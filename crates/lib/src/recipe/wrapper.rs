//! A recipe wrapper for cross-cutting concerns.
//!
//! `WrapperRecipe` runs optional `before`/`around`/`after` hooks around
//! an inner recipe without altering the inner recipe's own spec hash.
//! An `around` hook receives a `proceed` continuation — the inner
//! execution as a future — which it may await, or drop to suppress
//! execution entirely.

use std::sync::Arc;

use async_trait::async_trait;
use futures::future::BoxFuture;

use crate::build::Build;
use crate::job::Job;

use super::{Recipe, RecipeContext, RecipeError, RecipeSpec};

/// A `before`/`after` hook.
pub type Hook = Arc<dyn Fn(Arc<Job>) -> BoxFuture<'static, Result<(), RecipeError>> + Send + Sync>;

/// The continuation handed to an `around` hook: awaiting it runs the
/// inner recipe.
pub type Proceed = BoxFuture<'static, Result<(), RecipeError>>;

/// An `around` hook: receives the job and the `proceed` continuation.
pub type AroundHook = Arc<dyn Fn(Arc<Job>, Proceed) -> BoxFuture<'static, Result<(), RecipeError>> + Send + Sync>;

pub struct WrapperRecipe {
  inner: Arc<dyn Recipe>,
  before: Option<Hook>,
  around: Option<AroundHook>,
  after: Option<Hook>,
}

impl WrapperRecipe {
  pub fn new(inner: Arc<dyn Recipe>) -> Self {
    Self {
      inner,
      before: None,
      around: None,
      after: None,
    }
  }

  pub fn before(mut self, hook: Hook) -> Self {
    self.before = Some(hook);
    self
  }

  pub fn around(mut self, hook: AroundHook) -> Self {
    self.around = Some(hook);
    self
  }

  pub fn after(mut self, hook: Hook) -> Self {
    self.after = Some(hook);
    self
  }
}

#[async_trait]
impl Recipe for WrapperRecipe {
  fn concretize(&self, ctx: &RecipeContext<'_>) -> Result<RecipeSpec, RecipeError> {
    self.inner.concretize(ctx)
  }

  async fn execute(&self, job: &Arc<Job>, build: &Arc<Build>, spec: &RecipeSpec) -> Result<(), RecipeError> {
    if let Some(before) = &self.before {
      before(job.clone()).await?;
    }

    match &self.around {
      Some(around) => {
        let inner = self.inner.clone();
        let proceed_job = job.clone();
        let proceed_build = build.clone();
        let proceed_spec = spec.clone();
        let proceed: Proceed = Box::pin(async move {
          inner.execute(&proceed_job, &proceed_build, &proceed_spec).await
        });
        around(job.clone(), proceed).await?;
      }
      None => {
        self.inner.execute(job, build, spec).await?;
      }
    }

    if let Some(after) = &self.after {
      after(job.clone()).await?;
    }

    Ok(())
  }
}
++++++
» Activity
Retype the records above exactly, from their first line through the line that contains "pub type AroundHook", and stop there.

» Solution to this task
filename crates/lib/src/recipe/wrapper.rs
//! A recipe wrapper for cross-cutting concerns.
//!
//! `WrapperRecipe` runs optional `before`/`around`/`after` hooks around
//! an inner recipe without altering the inner recipe's own spec hash.
//! An `around` hook receives a `proceed` continuation — the inner
//! execution as a future — which it may await, or drop to suppress
//! execution entirely.

use std::sync::Arc;

use async_trait::async_trait;
use futures::future::BoxFuture;

use crate::build::Build;
use crate::job::Job;

use super::{Recipe, RecipeContext, RecipeError, RecipeSpec};

/// A `before`/`after` hook.
pub type Hook = Arc<dyn Fn(Arc<Job>) -> BoxFuture<'static, Result<(), RecipeError>> + Send + Sync>;

/// The continuation handed to an `around` hook: awaiting it runs the
/// inner recipe.
pub type Proceed = BoxFuture<'static, Result<(), RecipeError>>;

/// An `around` hook: receives the job and the `proceed` continuation.
pub type AroundHook = Arc<dyn Fn(Arc<Job>, Proceed) -> BoxFuture<'static, Result<(), RecipeError>> + Send + Sync>;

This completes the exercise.